A post in one of the essential oils safety groups that I follow on Facebook warned members about celebrity doctors peddling their weight loss program, and I added a short reminder that popular veterinary doctors should also be regarded with some critical thinking. I was reminded of a particularly popular vet using Young Living oils (which I’d seen before, in a meme), which indicates to me a certain level of salesmanship over integrity. (Essential oils in and of themselves are not bad, and there are many wonderful companies that make them sustainably and promote their use responsibly. Why any doctor would tout a multi-level marketing [MLM] company for something used in a healing modality is beyond me – much less one known for spreading sensationalistic claims and other misinformation, promoting unsafe practices, and selling adulterated product.)
A couple of days later, I saw a question posted (in a different group… yeah, I should spend less time on Facebook) about applied zoopharmacognosy, and I had just seen a relevant youtube video in the search I mentioned above.
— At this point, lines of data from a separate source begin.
//! デバッグ対象へのアクセスを抽象化するトレイト
//!
//! プロセスメモリ、シンボル解決、文字列検出、スレッド制御などは
//! このクレートの外側で実装されます。コアはこれらのトレイト越しに
//! 結果を組み合わせて解釈するだけです。

use crate::{Result, WORD_SIZE};

/// メモリ領域（ベースアドレスとサイズ）
#[derive(Debug, Clone, Copy, PartialEq, Eq)]
pub struct MemoryRegion {
    pub base: u64,
    pub size: u64,
}

impl MemoryRegion {
    /// 領域の終端アドレス（この値は含まない）
    pub fn end(&self) -> u64 {
        self.base.saturating_add(self.size)
    }

    /// アドレスが領域内にあるかどうか
    pub fn contains(&self, address: u64) -> bool {
        address >= self.base && address < self.end()
    }
}

/// デバッグ対象のメモリ
pub trait TargetMemory: Send + Sync {
    /// `address` から `buf` へ読み取り、実際に転送できたバイト数を返す
    ///
    /// 部分的な読み取りはエラーではありません。
    /// 1バイトも読めなかった場合のみエラーを返します。
    fn read(&self, address: u64, buf: &mut [u8]) -> Result<usize>;

    /// アドレスが読み取り可能なポインタかどうか
    fn is_readable(&self, address: u64) -> bool;

    /// アドレスを含むメモリ領域を検索する
    fn find_region(&self, address: u64) -> Option<MemoryRegion>;

    /// 1ワードを読み取る（リトルエンディアン）
    fn read_word(&self, address: u64) -> Option<u64> {
        let mut bytes = [0u8; WORD_SIZE as usize];
        match self.read(address, &mut bytes) {
            Ok(n) if n == bytes.len() => Some(u64::from_le_bytes(bytes)),
            _ => None,
        }
    }
}

/// アドレスに対するモジュール名とラベル
#[derive(Debug, Clone, Default, PartialEq, Eq)]
pub struct AddressInfo {
    pub module: Option<String>,
    pub label: Option<String>,
}

/// シンボル・ラベル・モジュールの解決
pub trait SymbolSource: Send + Sync {
    /// アドレスのモジュール名とラベルを解決する
    fn resolve(&self, address: u64) -> AddressInfo;

    /// アドレスを含むモジュールの名前
    fn module_name_of(&self, address: u64) -> Option<String>;

    /// アドレスを含むモジュールのベースアドレス
    fn module_base_of(&self, address: u64) -> Option<u64>;
}

/// アドレスにある文字列の検出
pub trait StringProbe: Send + Sync {
    /// 表示可能な文字列があればそれを返す
    fn string_at(&self, address: u64) -> Option<String>;
}

/// 例外ハンドラチェーンの列挙
pub trait HandlerChain: Send + Sync {
    /// ハンドラレコードのアドレスを内側から順に返す
    fn enumerate(&self) -> Result<Vec<u64>>;
}

/// ウォークの起点となるレジスタ
#[derive(Debug, Clone, Copy, Default, PartialEq, Eq)]
pub struct ThreadContext {
    pub instruction_pointer: u64,
    pub stack_pointer: u64,
    pub frame_pointer: u64,
}

/// 対象スレッドの制御
pub trait ThreadControl: Send + Sync {
    /// スレッドを一時停止する
    fn suspend(&self) -> Result<()>;

    /// スレッドを再開する
    fn resume(&self) -> Result<()>;

    /// レジスタコンテキストを取得する
    fn context(&self) -> Result<ThreadContext>;
}
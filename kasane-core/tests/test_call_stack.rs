//! コールスタックのウォークとキャッシュのテスト

mod common;

use common::{fixture, FakeMemory, FakeSymbols, FakeThread, RepeatingUnwinder};
use kasane_core::{ThreadContext, WORD_SIZE};
use std::sync::Arc;

const STACK: u64 = 0x7ff0_0000;
const CODE: u64 = 0x40_0000;

fn context() -> ThreadContext {
    ThreadContext {
        instruction_pointer: CODE + 0x10,
        stack_pointer: STACK + 0xf0,
        frame_pointer: STACK + 0x100,
    }
}

/// inner -> middle -> outer の3フレームを持つスタック
fn three_frames() -> (FakeMemory, FakeSymbols) {
    let mut memory = FakeMemory::new();
    memory.map(STACK, 0x1000);
    memory.map(CODE, 0x1000);
    memory.write_word(STACK + 0x100, STACK + 0x200);
    memory.write_word(STACK + 0x108, CODE + 0x40);
    memory.write_word(STACK + 0x200, 0);
    memory.write_word(STACK + 0x208, CODE + 0x80);

    let symbols = FakeSymbols::new()
        .module(CODE, 0x1000, "app")
        .label(CODE + 0x10, "inner")
        .label(CODE + 0x40, "middle")
        .label(CODE + 0x80, "outer");
    (memory, symbols)
}

#[test]
fn test_fresh_walk_builds_entries() {
    let (memory, symbols) = three_frames();
    let f = fixture(memory, symbols, FakeThread::with_context(context()), None);

    let stack = f.session.get_call_stack(STACK + 0xf0, false);
    assert_eq!(stack.len(), 3);

    let entries = stack.entries();
    assert_eq!(entries[0].address, STACK + 0x100 + WORD_SIZE);
    assert_eq!(entries[0].from, CODE + 0x10);
    assert_eq!(entries[0].to, CODE + 0x40);
    assert_eq!(entries[0].comment, "return to app.middle from app.inner");

    assert_eq!(entries[1].address, STACK + 0x208);
    assert_eq!(entries[1].comment, "return to app.outer from app.middle");

    assert_eq!(entries[2].from, CODE + 0x80);
    assert_eq!(entries[2].to, 0);
    assert_eq!(entries[2].comment, "return to ??? from app.outer");

    // 呼び出し元ほど深い位置にある
    assert!(entries[0].address < entries[1].address);

    // スレッドは一度だけ停止・再開される
    assert_eq!(f.thread.suspends(), 1);
    assert_eq!(f.thread.resumes(), 1);
}

#[test]
fn test_cached_lookup_does_not_walk() {
    let (memory, symbols) = three_frames();
    let f = fixture(memory, symbols, FakeThread::with_context(context()), None);

    let stack = f.session.get_call_stack(STACK + 0xf0, true);
    assert!(stack.is_empty());
    assert_eq!(f.thread.suspends(), 0);

    let walked = f.session.get_call_stack(STACK + 0xf0, false);
    let cached = f.session.get_call_stack(STACK + 0xf0, true);
    assert_eq!(walked, cached);
    assert_eq!(cached.total(), 3);
    assert_eq!(f.thread.suspends(), 1);
}

#[test]
fn test_refresh_call_stack_populates_cache() {
    let (memory, symbols) = three_frames();
    let f = fixture(memory, symbols, FakeThread::with_context(context()), None);

    f.session.on_debug_stop(STACK + 0xf0);
    assert_eq!(f.session.cached_call_stacks(), 1);
    assert_eq!(f.session.get_call_stack(STACK + 0xf0, true).len(), 3);

    f.session.reset();
    assert_eq!(f.session.cached_call_stacks(), 0);
    assert!(f.session.get_call_stack(STACK + 0xf0, true).is_empty());
}

#[test]
fn test_walk_is_capped_at_fifty_frames() {
    let (memory, symbols) = three_frames();
    let unwinder = Arc::new(RepeatingUnwinder { pc: CODE + 0x10 });
    let f = fixture(
        memory,
        symbols,
        FakeThread::with_context(context()),
        Some(unwinder),
    );

    let stack = f.session.get_call_stack(STACK, false);
    assert_eq!(stack.len(), 50);
}

#[test]
fn test_suspend_failure_yields_empty_stack() {
    let (memory, symbols) = three_frames();
    let thread = FakeThread {
        fail_suspend: true,
        ..FakeThread::with_context(context())
    };
    let f = fixture(memory, symbols, thread, None);

    assert!(f.session.get_call_stack(STACK + 0xf0, false).is_empty());
    assert_eq!(f.thread.resumes(), 0);
    assert_eq!(f.session.cached_call_stacks(), 0);
}

#[test]
fn test_context_failure_still_resumes_thread() {
    let (memory, symbols) = three_frames();
    let thread = FakeThread {
        fail_context: true,
        ..FakeThread::with_context(context())
    };
    let f = fixture(memory, symbols, thread, None);

    assert!(f.session.get_call_stack(STACK + 0xf0, false).is_empty());
    assert_eq!(f.thread.suspends(), 1);
    assert_eq!(f.thread.resumes(), 1);
}

#[test]
fn test_unreadable_frame_base_gives_partial_stack() {
    let (memory, symbols) = three_frames();
    let broken = ThreadContext {
        frame_pointer: 0xdead_0000,
        ..context()
    };
    let f = fixture(memory, symbols, FakeThread::with_context(broken), None);

    let stack = f.session.get_call_stack(STACK, false);
    assert_eq!(stack.len(), 1);
    assert_eq!(stack.entries()[0].from, CODE + 0x10);
    assert_eq!(stack.entries()[0].to, 0);
}

#[test]
fn test_frame_pointer_near_address_space_end() {
    let (memory, symbols) = three_frames();
    let garbage = ThreadContext {
        frame_pointer: u64::MAX - 3,
        ..context()
    };
    let f = fixture(memory, symbols, FakeThread::with_context(garbage), None);

    let stack = f.session.get_call_stack(STACK, false);
    assert_eq!(stack.len(), 1);
    assert_eq!(stack.entries()[0].from, CODE + 0x10);
    assert_eq!(stack.entries()[0].to, 0);
    assert_eq!(stack.entries()[0].comment, "return to ??? from app.inner");
    assert_eq!(f.thread.resumes(), 1);
}

#[test]
fn test_twenty_first_key_flushes_session_cache() {
    let (memory, symbols) = three_frames();
    let f = fixture(memory, symbols, FakeThread::with_context(context()), None);

    for i in 0..20 {
        f.session.refresh_call_stack(STACK + i * WORD_SIZE);
    }
    assert_eq!(f.session.cached_call_stacks(), 20);

    f.session.refresh_call_stack(STACK + 0x800);
    assert_eq!(f.session.cached_call_stacks(), 1);
    assert!(!f.session.get_call_stack(STACK + 0x800, true).is_empty());
    assert!(f.session.get_call_stack(STACK, true).is_empty());
}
I knew about zoopharmacognosy (the ability of animals to self-select plants in the wild which can benefit its current state of health), but applied zoopharmacognosy (or “AZ,” as it’s called) was a new one on me. I quickly learned that this involves offering essential oils within the confines of an office or room, and that there is quite a following for it – but let’s take an objective look at it without the marketing of a sales rep.
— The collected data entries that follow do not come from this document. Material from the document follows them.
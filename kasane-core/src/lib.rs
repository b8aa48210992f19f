//! Kasane スタック解析のコア機能
//!
//! このクレートは、デバッガのスタックペイン向けの解析機能を提供します。
//! スレッドのコールスタックの構築、スタックスロットに格納された値への
//! コメント付け（戻りアドレス、文字列、ラベル、SEHチェーン）、
//! およびそれらの結果のキャッシュを行います。
//!
//! プロセスメモリの読み書きやシンボル解決などの外部機能は
//! [`target`] モジュールのトレイトとして受け取ります。

pub mod cache;
pub mod callstack;
pub mod comment;
pub mod config;
pub mod disasm;
pub mod errors;
pub mod seh;
pub mod session;
pub mod slot;
pub mod symname;
pub mod target;
pub mod unwind;

pub use cache::SnapshotMap;
pub use callstack::{CallStack, CallStackCache, CallStackEntry, CallStackWalker};
pub use comment::{ColorTag, StackComment, MAX_COMMENT_SIZE};
pub use config::StackConfig;
pub use disasm::{BranchTarget, CapstoneDecoder, DecodedInstruction, InstructionDecoder};
pub use errors::StackError;
pub use seh::SehChainCache;
pub use session::{Collaborators, StackSession};
pub use slot::SlotResolver;
pub use symname::{format_pointer, format_symbol_address, UNKNOWN_SYMBOL};
pub use target::{
    AddressInfo, HandlerChain, MemoryRegion, StringProbe, SymbolSource, TargetMemory,
    ThreadContext, ThreadControl,
};
pub use unwind::{
    FramePointerUnwinder, FrameUnwinder, TargetCallbacks, UnwindCallbacks, UnwindFrame,
};

/// マシンワードのサイズ（バイト数）
pub const WORD_SIZE: u64 = 8;

/// コア機能の結果型
pub type Result<T> = anyhow::Result<T>;
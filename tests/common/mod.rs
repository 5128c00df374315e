#![allow(dead_code)]

use async_trait::async_trait;
use chrono::{DateTime, Utc};
use jobtrack_core::TrackError;
use jobtrack_core::config::{ConfigService, Settings};
use jobtrack_core::documents::DocumentGenerator;
use jobtrack_core::domain::{ApplicationFolder, DEFAULT_STATUS};
use jobtrack_core::error::TrackResult;
use jobtrack_core::stats::StatsAggregator;
use jobtrack_core::store::RecordStore;
use jobtrack_core::watcher::service::SyncEngine;
use std::future::Future;
use std::path::{Path, PathBuf};
use std::sync::atomic::{AtomicBool, AtomicUsize, Ordering};
use std::sync::{Arc, Mutex};
use std::time::Duration;
use tokio::time::Instant;

/// Short quiet interval so tests do not wait the full 500 ms.
pub const TEST_QUIET: Duration = Duration::from_millis(100);

/// Shared, ordered record of collaborator calls.
pub type CallLog = Arc<Mutex<Vec<String>>>;

#[derive(Debug, Clone, PartialEq, Eq)]
pub struct Row {
    pub company: String,
    pub role: String,
    pub path: PathBuf,
    pub status: String,
    pub created_at: DateTime<Utc>,
}

/// In-memory store with the same identity rules as the SQLite one.
#[derive(Default)]
pub struct MemoryStore {
    pub rows: Mutex<Vec<Row>>,
    pub upserts: AtomicUsize,
    pub deletes: Mutex<Vec<PathBuf>>,
    pub calls: Option<CallLog>,
    pub fail: AtomicBool,
}

impl MemoryStore {
    pub fn logged(calls: CallLog) -> Self {
        MemoryStore {
            calls: Some(calls),
            ..Default::default()
        }
    }

    pub fn rows(&self) -> Vec<Row> {
        self.rows.lock().unwrap().clone()
    }

    pub fn row_for(&self, path: &Path) -> Option<Row> {
        self.rows().into_iter().find(|r| r.path == path)
    }

    pub fn upsert_count(&self) -> usize {
        self.upserts.load(Ordering::SeqCst)
    }

    pub fn deletes_for(&self, path: &Path) -> usize {
        self.deletes.lock().unwrap().iter().filter(|p| *p == path).count()
    }

    fn record(&self, call: String) {
        if let Some(calls) = &self.calls {
            calls.lock().unwrap().push(call);
        }
    }
}

#[async_trait]
impl RecordStore for MemoryStore {
    async fn upsert_application(
        &self,
        folder: &ApplicationFolder,
        created_at: DateTime<Utc>,
    ) -> TrackResult<()> {
        self.upserts.fetch_add(1, Ordering::SeqCst);
        self.record(format!("upsert {}/{}", folder.company, folder.role));
        if self.fail.load(Ordering::SeqCst) {
            return Err(TrackError::Other("store offline".into()));
        }

        let mut rows = self.rows.lock().unwrap();
        let existing = rows
            .iter()
            .position(|r| r.path == folder.path)
            .or_else(|| {
                rows.iter()
                    .position(|r| r.company == folder.company && r.role == folder.role)
            });

        match existing {
            Some(i) => {
                let row = &mut rows[i];
                row.company = folder.company.clone();
                row.role = folder.role.clone();
                row.path = folder.path.clone();
                row.created_at = created_at;
            }
            None => rows.push(Row {
                company: folder.company.clone(),
                role: folder.role.clone(),
                path: folder.path.clone(),
                status: DEFAULT_STATUS.to_string(),
                created_at,
            }),
        }
        Ok(())
    }

    async fn delete_application_by_path(&self, path: &Path) -> TrackResult<bool> {
        self.deletes.lock().unwrap().push(path.to_path_buf());
        self.record(format!("delete {}", path.display()));

        let mut rows = self.rows.lock().unwrap();
        let before = rows.len();
        rows.retain(|r| r.path != path);
        Ok(rows.len() < before)
    }
}

#[derive(Default)]
pub struct RecordingDocuments {
    pub generated: Mutex<Vec<(String, String, PathBuf)>>,
    pub calls: Option<CallLog>,
    pub fail: AtomicBool,
}

impl RecordingDocuments {
    pub fn logged(calls: CallLog) -> Self {
        RecordingDocuments {
            calls: Some(calls),
            ..Default::default()
        }
    }

    pub fn generated(&self) -> Vec<(String, String, PathBuf)> {
        self.generated.lock().unwrap().clone()
    }
}

#[async_trait]
impl DocumentGenerator for RecordingDocuments {
    async fn generate_documents(
        &self,
        company: &str,
        role: &str,
        target: &Path,
    ) -> TrackResult<()> {
        if let Some(calls) = &self.calls {
            calls.lock().unwrap().push(format!("documents {company}/{role}"));
        }
        if self.fail.load(Ordering::SeqCst) {
            return Err(TrackError::Other("template locked".into()));
        }
        self.generated
            .lock()
            .unwrap()
            .push((company.to_string(), role.to_string(), target.to_path_buf()));
        Ok(())
    }
}

#[derive(Default)]
pub struct CountingStats {
    pub refreshes: AtomicUsize,
    pub calls: Option<CallLog>,
}

impl CountingStats {
    pub fn logged(calls: CallLog) -> Self {
        CountingStats {
            calls: Some(calls),
            ..Default::default()
        }
    }

    pub fn count(&self) -> usize {
        self.refreshes.load(Ordering::SeqCst)
    }
}

#[async_trait]
impl StatsAggregator for CountingStats {
    async fn refresh(&self) -> TrackResult<()> {
        self.refreshes.fetch_add(1, Ordering::SeqCst);
        if let Some(calls) = &self.calls {
            calls.lock().unwrap().push("stats".to_string());
        }
        Ok(())
    }
}

/// An engine wired to in-memory doubles.
pub struct Harness {
    pub config: Arc<ConfigService>,
    pub store: Arc<MemoryStore>,
    pub documents: Arc<RecordingDocuments>,
    pub stats: Arc<CountingStats>,
    pub engine: Arc<SyncEngine>,
    pub calls: CallLog,
}

impl Harness {
    pub fn new(root: Option<&Path>) -> Harness {
        Self::with_quiet(root, TEST_QUIET)
    }

    pub fn with_quiet(root: Option<&Path>, quiet: Duration) -> Harness {
        let settings = match root {
            Some(root) => Settings::with_root(root),
            None => Settings::default(),
        };
        let config = Arc::new(ConfigService::in_memory(settings));
        let calls: CallLog = Arc::new(Mutex::new(Vec::new()));
        let store = Arc::new(MemoryStore::logged(calls.clone()));
        let documents = Arc::new(RecordingDocuments::logged(calls.clone()));
        let stats = Arc::new(CountingStats::logged(calls.clone()));

        let engine = SyncEngine::with_quiet_interval(
            config.clone(),
            store.clone(),
            documents.clone(),
            stats.clone(),
            quiet,
        )
        .expect("tests run inside a tokio runtime");

        Harness {
            config,
            store,
            documents,
            stats,
            engine: Arc::new(engine),
            calls,
        }
    }

    pub fn calls(&self) -> Vec<String> {
        self.calls.lock().unwrap().clone()
    }
}

/// Canonical temp root, so paths match what the watcher reports.
pub fn canonical_root(dir: &tempfile::TempDir) -> PathBuf {
    dunce::canonicalize(dir.path()).unwrap()
}

/// Polls `check` until it holds or `timeout` elapses.
pub async fn eventually<F, Fut>(timeout: Duration, mut check: F) -> bool
where
    F: FnMut() -> Fut,
    Fut: Future<Output = bool>,
{
    let deadline = Instant::now() + timeout;
    loop {
        if check().await {
            return true;
        }
        if Instant::now() >= deadline {
            return false;
        }
        tokio::time::sleep(Duration::from_millis(25)).await;
    }
}

/// Gives the OS watch time to register newly created directories.
pub async fn settle() {
    tokio::time::sleep(Duration::from_millis(250)).await;
}
use jobtrack_core::config::ConfigService;
use jobtrack_core::documents::{DocumentGenerator, TemplateDocuments};
use jobtrack_core::host::Host;
use jobtrack_core::logging;
use jobtrack_core::stats::{Analytics, StatsAggregator};
use jobtrack_core::store::{RecordStore, SqliteStore};
use jobtrack_core::watcher::service::SyncEngine;
use std::sync::Arc;
use tokio::runtime::Handle;
use tracing::{error, warn};

#[tokio::main]
async fn main() -> Result<(), Box<dyn std::error::Error + Send + Sync>> {
    logging::init()?;

    let config = Arc::new(ConfigService::discover());
    let _config_watch = match config.watch(Handle::current()) {
        Ok(watch) => Some(watch),
        Err(e) => {
            warn!(error = %e, "configuration hot-reload disabled");
            None
        }
    };

    let store = Arc::new(SqliteStore::new(Arc::clone(&config)));
    let stats: Arc<dyn StatsAggregator> =
        Arc::new(Analytics::new(Arc::clone(&store), Arc::clone(&config)));
    let documents: Arc<dyn DocumentGenerator> =
        Arc::new(TemplateDocuments::new(Arc::clone(&config)));
    let records: Arc<dyn RecordStore> = store.clone();

    let engine = Arc::new(SyncEngine::create(
        Arc::clone(&config),
        records,
        documents,
        Arc::clone(&stats),
    )?);

    let host = Host::new(config, store, stats, engine);
    host.run(async {
        if let Err(e) = tokio::signal::ctrl_c().await {
            error!(error = %e, "failed to listen for shutdown signal");
            std::future::pending::<()>().await;
        }
    })
    .await?;

    Ok(())
}
//! # jobtrack_core
//!
//! Keeps a SQLite record of job applications in sync with a folder tree laid
//! out as `root/Company/Role`, generating templated documents and summary
//! statistics whenever the tree changes.
//!
//! ## Features
//!
//! - **Live folder sync**: a `notify` watch on the active root turns folder
//!   creations, renames, and deletions into store updates
//! - **Debounced processing**: bursts of events for the same folder collapse
//!   into a single upsert once the folder has been quiet for 500 ms
//! - **Document generation**: CV and cover-letter templates are copied into new
//!   role folders, never overwriting existing files
//! - **Statistics**: totals, interviews, offers, and ghosted applications are
//!   written to `analytics.json` and a CSV export
//! - **Hot reload**: changing the active root restarts the watch against the
//!   new tree
//!
//! ## Quick Start
//!
//! ```rust,no_run
//! use jobtrack_core::config::{ConfigService, Settings};
//! use jobtrack_core::documents::{DocumentGenerator, TemplateDocuments};
//! use jobtrack_core::stats::{Analytics, StatsAggregator};
//! use jobtrack_core::store::{RecordStore, SqliteStore};
//! use jobtrack_core::watcher::service::SyncEngine;
//! use std::sync::Arc;
//!
//! # async fn demo() -> jobtrack_core::TrackResult<()> {
//! let config = Arc::new(ConfigService::in_memory(Settings::with_root("/jobs")));
//! let store = Arc::new(SqliteStore::new(config.clone()));
//! store.initialize().await?;
//!
//! let stats: Arc<dyn StatsAggregator> = Arc::new(Analytics::new(store.clone(), config.clone()));
//! let documents: Arc<dyn DocumentGenerator> = Arc::new(TemplateDocuments::new(config.clone()));
//! let records: Arc<dyn RecordStore> = store.clone();
//!
//! let engine = SyncEngine::create(config, records, documents, stats)?;
//! engine.start();
//! // mkdir /jobs/Acme/Engineer and a row appears half a second later.
//! # Ok(())
//! # }
//! ```
//!
//! ## Architecture
//!
//! - **[`config`]**: settings discovery, hot reload, and change notifications
//! - **[`domain`]**: application folders and the `Company/Role` classifier
//! - **[`store`]**: the record store trait and its SQLite implementation
//! - **[`documents`]**: template copying and placeholder substitution
//! - **[`stats`]**: metrics, JSON summary, and CSV export
//! - **[`watcher`]**: event translation, debouncing, routing, and the engine
//! - **[`host`]**: startup, periodic refresh, and config-change handling
//!
//! ## Error Handling
//!
//! Fallible operations return [`TrackResult<T>`], wrapping [`TrackError`].
//! Inside the engine, errors are logged per event and never stop the watch.

pub mod config;
pub mod documents;
pub mod domain;
pub mod error;
pub mod host;
pub mod logging;
pub mod stats;
pub mod store;
pub mod watcher;

/// Re-exports the most commonly used types for convenience.
pub use error::{TrackError, TrackResult};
Part of my initial herbal training included essential oils and I respect their knowledgeable use in any practice. I use them sparingly, myself, for multiple reasons, but mainly because I see them as sort of “natural” pharmaceuticals. I know that sounds like an oxymoron, but when you consider that the plants contain many active chemical constituents which work together with other constituents in the plants in a symphony which we have yet to really understand, the amount of oil is very small, due to its strength. It is in balance within the plant. In order to produce an ounce of oil, sometimes tons (literally) of the plant must be harvested. Not only is this not sustainable over the long term, but this is extracting superdoses of chemistry while tossing the other constituents. To me, that’s not holistic; it’s more of a pharmaceutical. Then people wonder why so many adverse events are reported on a “natural” remedy. And that’s in humans – now consider not only that the dog’s sense of smell is something like 10,000 times our own, but with dimensions that we as humans are not physiologically capable of even comprehending, let alone experiencing. If humans report getting a migraine from a little aromatherapy in a room or office, how is a dog experiencing that aroma? I am also of the belief that dogs are more physically sensitive to their environment — especially herbs and drugs (especially if he or she is eating a diet of fresh foods), and that often, less is more effective. The chemical constituents present in an essential oil may also be present in an herbal preparation such as a decoction or tincture, but in an amount which is balanced proportionately with the other constituents of that plant; one that is certainly more easily assimilated by a dog, not assaulting him.
At last year’s International Herb Symposium, I attended an interesting lecture on zoopharmacognosy which followed the case of a horse with Lyme disease as he self-selected the plants he ate while out in the pasture each day (some of whose roots he dug up using his hooves), and recovered well. It’s uplifting to see veterinarians who are closely monitoring their patients’ habits in the interest of learning from them, and it just seems to me that that is more the method of ingestion that Mother Nature intended.